* _What the task asks_:
Your task is to find every line of the listing that includes "voxed" and copy it.

* _Task material_:
use criterion::{black_box, criterion_group, criterion_main, Criterion};

use glam::IVec3;

use voxed::core::types::{Axis, VoxelId};
use voxed::document::index::GridIndex;
use voxed::math::GridBox;
use voxed::{Engine, Rgba};

fn sphere_positions(radius: i32) -> Vec<IVec3> {
    let mut out = Vec::new();
    let r2 = radius * radius;
    for x in -radius..=radius {
        for y in -radius..=radius {
            for z in -radius..=radius {
                if x * x + y * y + z * z <= r2 {
                    out.push(IVec3::new(x, y, z));
                }
            }
        }
    }
    out
}

fn bench_index_fill_16(c: &mut Criterion) {
    let positions = sphere_positions(16);

    c.bench_function("index_fill_r16", |b| {
        b.iter(|| {
            let mut index = GridIndex::with_capacity(0);
            for (i, pos) in positions.iter().enumerate() {
                index.insert(black_box(*pos), VoxelId(i as u64));
            }
            index.len()
        });
    });
}

fn bench_index_range_query(c: &mut Criterion) {
    let positions = sphere_positions(16);
    let mut index = GridIndex::with_capacity(0);
    for (i, pos) in positions.iter().enumerate() {
        index.insert(*pos, VoxelId(i as u64));
    }

    c.bench_function("index_cube_query_r4", |b| {
        b.iter(|| index.search(black_box(IVec3::ZERO), black_box(4)).len());
    });

    c.bench_function("index_slice_query", |b| {
        b.iter(|| index.search_box(black_box(&GridBox::slice(Axis::Z, 0))).len());
    });
}

fn filled_engine(radius: i32) -> Engine {
    let mut engine = Engine::new();
    let layer = engine.create_layer("bench");
    engine.select_layer(Some(layer));
    engine.fill_range(IVec3::ZERO, radius, Rgba::rgb(180, 90, 30));
    engine
}

fn bench_diff_poll(c: &mut Criterion) {
    let mut engine = filled_engine(8);
    // register and drain the first full fetch
    engine.poll_visible("bench");

    c.bench_function("diff_poll_after_point_edit", |b| {
        let mut toggle = false;
        b.iter(|| {
            let pos = IVec3::new(40, 0, 0);
            if toggle {
                let id = engine.search_voxel(pos, true).unwrap().id;
                engine.remove_voxel(id);
            } else {
                let _ = engine.add_voxel(Rgba::rgb(1, 2, 3), None, pos);
            }
            toggle = !toggle;
            black_box(engine.poll_visible("bench"))
        });
    });
}

fn bench_composition(c: &mut Criterion) {
    let mut engine = filled_engine(10);

    c.bench_function("visible_composition_rebuild", |b| {
        b.iter(|| {
            // a tiny edit invalidates, the read rebuilds
            engine.fill_range(IVec3::new(50, 0, 0), 0, Rgba::rgb(9, 9, 9));
            engine.undo();
            black_box(engine.visible_voxels().len())
        });
    });
}

criterion_group!(
    benches,
    bench_index_fill_16,
    bench_index_range_query,
    bench_diff_poll,
    bench_composition
);
criterion_main!(benches);
//! CLI tool for ingesting Markdown manuscripts into slide structure records.

use anyhow::{Context, Result};
use clap::Parser;
use slide_core::{write_artifacts, Ingested, MarkdownIngestor};
use std::collections::HashSet;
use std::io::{self, Write};
use std::path::{Path, PathBuf};

/// Normalize Markdown manuscripts and extract sections and slide hints.
#[derive(Parser, Debug)]
#[command(name = "slide-ingest")]
#[command(author, version, about, long_about = None)]
struct Args {
    /// Input Markdown file(s)
    #[arg(required = true)]
    input: Vec<PathBuf>,

    /// Output directory (default: <stem>.ingest next to each input)
    #[arg(short, long)]
    output: Option<PathBuf>,

    /// Print the structure JSON to stdout instead of writing files
    #[arg(short, long)]
    print: bool,

    /// Print single-line JSON (with --print)
    #[arg(long)]
    compact: bool,

    /// Verbose output
    #[arg(short, long)]
    verbose: bool,
}

fn main() -> Result<()> {
    let args = Args::parse();

    // Initialize logging
    if args.verbose {
        env_logger::Builder::from_env(env_logger::Env::default().default_filter_or("debug")).init();
    } else {
        env_logger::Builder::from_env(env_logger::Env::default().default_filter_or("warn")).init();
    }

    let ingestor = MarkdownIngestor::new();
    let failures = run_batch(&args, &ingestor);

    if failures > 0 {
        anyhow::bail!("{} of {} file(s) failed", failures, args.input.len());
    }

    Ok(())
}

/// Process every input, reporting failures without stopping the batch.
///
/// Returns the number of inputs that failed.
fn run_batch(args: &Args, ingestor: &MarkdownIngestor) -> usize {
    let output_dirs = plan_output_dirs(&args.input, args.output.as_deref());
    let mut failures = 0usize;

    for (input_path, output_dir) in args.input.iter().zip(&output_dirs) {
        log::info!("Processing: {}", input_path.display());

        if let Err(e) = process_file(input_path, output_dir, args, ingestor) {
            failures += 1;
            eprintln!("Error processing {}: {:#}", input_path.display(), e);
        }
    }

    failures
}

/// Ingest a single Markdown file and emit its artifacts.
fn process_file(
    input_path: &Path,
    output_dir: &Path,
    args: &Args,
    ingestor: &MarkdownIngestor,
) -> Result<()> {
    let ingested = ingestor
        .process_file(input_path)
        .with_context(|| format!("Failed to ingest {}", input_path.display()))?;

    log::debug!(
        "  Found {} sections, {} slide hints",
        ingested.structure.sections.len(),
        ingested.structure.hint_count()
    );

    if args.print {
        return print_structure(&ingested, args.compact);
    }

    let paths = write_artifacts(output_dir, &ingested)
        .with_context(|| format!("Failed to write artifacts to {}", output_dir.display()))?;
    if args.verbose {
        eprintln!("Written to: {}", paths.structure.display());
    }

    Ok(())
}

/// Write the structure record to stdout.
fn print_structure(ingested: &Ingested, compact: bool) -> Result<()> {
    let serialized = if compact {
        ingested.structure.to_json()
    } else {
        ingested.structure.to_json_pretty()
    };
    let json = serialized.context("Failed to serialize structure")?;

    writeln!(io::stdout().lock(), "{}", json).context("Failed to write to stdout")?;
    Ok(())
}

/// Assign an artifact directory to every input.
///
/// Inputs that would land in the same directory (same stem in different
/// folders, or the same file given twice) get `-2`, `-3`, ... suffixes.
fn plan_output_dirs(inputs: &[PathBuf], output_dir: Option<&Path>) -> Vec<PathBuf> {
    let multiple = inputs.len() > 1;
    let mut taken = HashSet::new();

    inputs
        .iter()
        .map(|input| {
            let base = get_output_dir(input, output_dir, multiple);
            let mut candidate = base.clone();
            let mut n = 2;
            while !taken.insert(candidate.clone()) {
                candidate = with_suffix(&base, n);
                n += 1;
            }
            candidate
        })
        .collect()
}

fn with_suffix(dir: &Path, n: usize) -> PathBuf {
    let name = dir
        .file_name()
        .and_then(|s| s.to_str())
        .unwrap_or("output");
    dir.with_file_name(format!("{}-{}", name, n))
}

/// Determine the artifact directory for a processed file.
///
/// With an explicit output directory and several inputs, each input gets a
/// sub-directory named after its stem. Collisions are resolved by
/// [`plan_output_dirs`].
fn get_output_dir(input_path: &Path, output_dir: Option<&Path>, multiple: bool) -> PathBuf {
    let stem = input_path
        .file_stem()
        .and_then(|s| s.to_str())
        .unwrap_or("output");

    match output_dir {
        Some(dir) if multiple => dir.join(stem),
        Some(dir) => dir.to_path_buf(),
        None => {
            let dir_name = format!("{}.ingest", stem);
            match input_path.parent() {
                Some(parent) => parent.join(dir_name),
                None => PathBuf::from(dir_name),
            }
        }
    }
}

* _Response to this exercise_:
use voxed::core::types::{Axis, VoxelId};
use voxed::document::index::GridIndex;
use voxed::math::GridBox;
use voxed::{Engine, Rgba};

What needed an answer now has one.